All I could think about was how tired I was all of the time. I actually walked into the hallway wall the night before on my way to the bathroom because I was so delirious from sleep deprivation. How could anyone possibly miss those sleepless nights? I didn’t even drink coffee until this cute little baby decided he was going to be a sleep terror. Giving my best smile, I nodded my head and changed the subject.
But I was Prepared!
In the weeks leading up to my maternity leave, I distinctly remember telling one of my clients that I was just taking 6 weeks off work, and I would be sure to have him on a sleep schedule upon my return. She actually laughed at me. Out loud. I thought to myself – “She clearly doesn’t know all the sleep books I’ve been reading to get this baby sleep trained. I’m gonna show her!” HA! Oh, how naive I was to think I was ready for parenthood.
He looked so grown up…
He was just over 3 years old when our youngest was born. Seeing him walk through the door of my hospital room to meet his baby brother for the first time really put into perspective how quickly he was growing. Suddenly all those conversations I had had with veteran moms to “enjoy every moment” rang true. I vowed to be sure to find joy not just in the good moments, but all the moments. I would ditch the idea of trying to do everything perfectly because I realized that there is no such thing as perfection, especially when it comes to motherhood.
So, I decided to relax.
I became ok with the fact that maybe I wasn’t going to be that mom with the kids who started sleeping through the night at 6 weeks (is that really a thing?) or who had it all together … whatever that means.

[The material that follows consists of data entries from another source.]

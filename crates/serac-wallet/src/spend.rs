//! Coin selection
//!
//! Walks a caller-supplied UTXO collection in its given order and assembles
//! the inputs, spend outputs, and change outputs satisfying multi-asset
//! amount, fee, and time-lock constraints. Pure computation: no I/O, no
//! retries, no shared state. Re-invoking with the same UTXO order and the
//! same request yields a byte-identical result.

use crate::ids::{Address, AssetId};
use crate::inputs::{Input, StakeableLockIn, TransferInput, TransferableInput};
use crate::outputs::{Output, OutputOwners, StakeableLockOut, TransferOutput, TransferableOutput};
use crate::utxo::Utxo;
use crate::{Error, Result};

/// Per-asset bookkeeping while selecting.
///
/// `target` goes to the destination, `fee` is burned. Locked sources may
/// only cover the target, never the fee, so at completion
/// `spent_unlocked >= fee` always holds.
#[derive(Debug, Clone, PartialEq, Eq)]
pub struct AssetAmount {
    /// Asset being spent
    pub asset_id: AssetId,
    /// Amount to deliver to the destination
    pub target: u64,
    /// Fee portion to absorb from this asset
    pub fee: u64,
    /// Amount credited so far from unlocked sources
    pub spent_unlocked: u64,
    /// Amount credited so far from stakeable-locked sources
    pub spent_locked: u64,
}

impl AssetAmount {
    fn new(asset_id: AssetId, target: u64, fee: u64) -> Result<Self> {
        target
            .checked_add(fee)
            .ok_or_else(|| Error::AmountOverflow(format!("target {target} + fee {fee}")))?;
        Ok(Self {
            asset_id,
            target,
            fee,
            spent_unlocked: 0,
            spent_locked: 0,
        })
    }

    /// Total amount this asset must cover
    pub fn required(&self) -> u64 {
        self.target + self.fee
    }

    /// Amount credited so far, from both source kinds
    pub fn amount_spent(&self) -> u64 {
        self.spent_unlocked + self.spent_locked
    }

    /// Whether the requested amount plus fee is fully covered
    pub fn is_finished(&self) -> bool {
        self.amount_spent() == self.required()
    }

    /// Credit up to `available` from an unlocked source; returns the amount
    /// actually credited
    fn credit_unlocked(&mut self, available: u64) -> u64 {
        let credited = available.min(self.required() - self.amount_spent());
        self.spent_unlocked += credited;
        credited
    }

    /// Credit up to `available` from a locked source. Locked value only
    /// counts toward the target, so the credit is additionally capped at
    /// the uncovered target portion.
    fn credit_locked(&mut self, available: u64) -> u64 {
        let credited = available
            .min(self.required() - self.amount_spent())
            .min(self.target - self.spent_locked);
        self.spent_locked += credited;
        credited
    }
}

/// One transaction's worth of spend intent: who pays, who receives, where
/// change returns, and how much of which assets.
#[derive(Debug, Clone)]
pub struct SpendPlan {
    senders: Vec<Address>,
    destinations: Vec<Address>,
    change_addresses: Vec<Address>,
    threshold: u32,
    amounts: Vec<AssetAmount>,
}

impl SpendPlan {
    /// Create a plan with a destination threshold of 1
    pub fn new(
        senders: Vec<Address>,
        destinations: Vec<Address>,
        change_addresses: Vec<Address>,
    ) -> Self {
        Self {
            senders,
            destinations,
            change_addresses,
            threshold: 1,
            amounts: Vec::new(),
        }
    }

    /// Require `threshold` destination signatures to spend the outputs
    pub fn with_threshold(mut self, threshold: u32) -> Self {
        self.threshold = threshold;
        self
    }

    /// Request `target` of `asset_id` for the destination plus `fee` burned.
    ///
    /// Requesting the same asset again accumulates into the existing record.
    pub fn add_amount(&mut self, asset_id: AssetId, target: u64, fee: u64) -> Result<&mut Self> {
        if let Some(existing) = self.amounts.iter_mut().find(|a| a.asset_id == asset_id) {
            let target = existing.target.checked_add(target);
            let fee = existing.fee.checked_add(fee);
            match (target, fee) {
                (Some(target), Some(fee)) => {
                    *existing = AssetAmount::new(asset_id, target, fee)?;
                }
                _ => {
                    return Err(Error::AmountOverflow(format!(
                        "accumulated amount for asset {asset_id}"
                    )))
                }
            }
        } else {
            self.amounts.push(AssetAmount::new(asset_id, target, fee)?);
        }
        Ok(self)
    }

    /// The requested per-asset amounts, in request order
    pub fn amounts(&self) -> &[AssetAmount] {
        &self.amounts
    }

    /// Sender addresses that must satisfy each consumed output's ownership
    /// predicate
    pub fn senders(&self) -> &[Address] {
        &self.senders
    }
}

/// Result of a successful selection.
#[derive(Debug, Clone, PartialEq, Eq)]
pub struct SpendOutcome {
    /// Inputs consuming the selected UTXOs, in consumption order
    pub inputs: Vec<TransferableInput>,
    /// Outputs delivering the requested amounts to the destination
    pub spend_outputs: Vec<TransferableOutput>,
    /// Outputs returning surplus value to the spender
    pub change_outputs: Vec<TransferableOutput>,
}

struct AssetState {
    amount: AssetAmount,
    change_unlocked: u64,
    change_locked: u64,
    // Lock terms of the most recently consumed locked UTXO; only that UTXO
    // can carry a locked-change remainder, by construction order.
    last_lock: Option<(u64, OutputOwners)>,
}

/// Select UTXOs to satisfy `plan`.
///
/// UTXOs are visited in their given order; the pass stops once every
/// requested [`AssetAmount`] is finished. Stakeable-locked UTXOs with an
/// unexpired lock are skipped unless `allow_stakeable` is set. On any
/// failure no partial result escapes.
pub fn spend(
    utxos: &[Utxo],
    plan: &SpendPlan,
    as_of: u64,
    allow_stakeable: bool,
) -> Result<SpendOutcome> {
    if plan.threshold as usize > plan.destinations.len() {
        return Err(Error::InvalidThreshold {
            threshold: plan.threshold,
            addresses: plan.destinations.len(),
        });
    }
    if plan.amounts.iter().all(|a| a.required() == 0) {
        return Err(Error::NothingToSpend);
    }

    let mut states: Vec<AssetState> = plan
        .amounts
        .iter()
        .map(|amount| AssetState {
            amount: amount.clone(),
            change_unlocked: 0,
            change_locked: 0,
            last_lock: None,
        })
        .collect();

    let mut inputs: Vec<TransferableInput> = Vec::new();

    for utxo in utxos {
        if states.iter().all(|s| s.amount.is_finished()) {
            break;
        }
        let Some(state) = states.iter_mut().find(|s| s.amount.asset_id == utxo.asset_id) else {
            continue;
        };
        if state.amount.is_finished() {
            continue;
        }

        let locked = utxo.output.is_stakeable_locked(as_of);
        if locked && !allow_stakeable {
            continue;
        }
        // Assets may mix amount-bearing and ownership-only output kinds;
        // the latter are silently skipped.
        let Some(amount) = utxo.output.amount() else {
            continue;
        };
        // Zero-amount outputs can arrive in decoded, unverified UTXO bytes;
        // consuming one would add a dead input.
        if amount == 0 {
            continue;
        }
        let Some(spenders) = utxo.output.spenders(&plan.senders, as_of) else {
            continue;
        };

        let signer_indices: Vec<u32> = spenders.iter().map(|(index, _)| *index).collect();
        let signers: Vec<Address> = spenders.iter().map(|(_, address)| *address).collect();

        let input = if let Output::StakeableLock(out) = &utxo.output {
            if locked {
                let credited = state.amount.credit_locked(amount);
                if credited == 0 {
                    // Locked value cannot cover the remaining fee portion.
                    continue;
                }
                state.change_locked += amount - credited;
                state.last_lock = Some((out.locktime, out.output.owners.clone()));
                Input::StakeableLock(StakeableLockIn::new(
                    out.locktime,
                    TransferInput::new(amount, signer_indices),
                ))
            } else {
                // Expired lock: the wrapper is inert, spend it plainly.
                let credited = state.amount.credit_unlocked(amount);
                state.change_unlocked += amount - credited;
                Input::Transfer(TransferInput::new(amount, signer_indices))
            }
        } else {
            let credited = state.amount.credit_unlocked(amount);
            state.change_unlocked += amount - credited;
            Input::Transfer(TransferInput::new(amount, signer_indices))
        };

        tracing::debug!(
            asset = %utxo.asset_id,
            amount,
            locked,
            spent = state.amount.amount_spent(),
            required = state.amount.required(),
            "consumed utxo"
        );

        inputs.push(TransferableInput::new(
            utxo.utxo_id,
            utxo.asset_id,
            input,
            signers,
        ));
    }

    for state in &states {
        if !state.amount.is_finished() {
            return Err(Error::InsufficientFunds {
                asset_id: state.amount.asset_id,
                needed: state.amount.required(),
                available: state.amount.amount_spent(),
            });
        }
    }

    let mut spend_outputs: Vec<TransferableOutput> = Vec::new();
    let mut change_outputs: Vec<TransferableOutput> = Vec::new();

    for state in &states {
        let asset_id = state.amount.asset_id;

        // Locked remainder: split the last consumed locked UTXO's value into
        // a change piece under the original lock terms and a spend piece to
        // the destination.
        if let Some((locktime, original_owners)) = &state.last_lock {
            if state.change_locked > 0 {
                let out = TransferOutput::new(state.change_locked, original_owners.clone());
                out.verify()?;
                change_outputs.push(TransferableOutput::new(
                    asset_id,
                    Output::StakeableLock(StakeableLockOut::new(*locktime, out)),
                ));
            }
            if state.amount.spent_locked > 0 {
                let out = TransferOutput::new(
                    state.amount.spent_locked,
                    OutputOwners::new(0, plan.threshold, plan.destinations.clone()),
                );
                out.verify()?;
                spend_outputs.push(TransferableOutput::new(
                    asset_id,
                    Output::StakeableLock(StakeableLockOut::new(*locktime, out)),
                ));
            }
        }

        if state.change_unlocked > 0 {
            let out = TransferOutput::new(
                state.change_unlocked,
                OutputOwners::new(0, 1, plan.change_addresses.clone()),
            );
            out.verify()?;
            change_outputs.push(TransferableOutput::new(asset_id, Output::Transfer(out)));
        }

        let unlocked_spend = state.amount.target - state.amount.spent_locked;
        if unlocked_spend > 0 {
            let out = TransferOutput::new(
                unlocked_spend,
                OutputOwners::new(0, plan.threshold, plan.destinations.clone()),
            );
            out.verify()?;
            spend_outputs.push(TransferableOutput::new(asset_id, Output::Transfer(out)));
        }
    }

    tracing::info!(
        inputs = inputs.len(),
        spends = spend_outputs.len(),
        change = change_outputs.len(),
        "selection complete"
    );

    Ok(SpendOutcome {
        inputs,
        spend_outputs,
        change_outputs,
    })
}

Some days were going to be hard, but those days where everything just seemed to come together beautifully would make up for it. Through an amazing tribe of women who I have met along this journey of motherhood, I learned that it’s ok if I don’t have it all together. We are all figuring it out as we go.
They were right.
As I watch both of my boys grow up before my eyes, I’ve come to understand the saying “the days are long but the years are short.” And now my oldest is registered for Kindergarten. Just like that.
So when they are both yelling “MOM! MOMMMM!! MOMMMYYYY!!!” I take a deep breath. And, I remember they won’t always want me like they do now and they won’t always need me.
So enjoy those moments, mamas. These years really do fly by.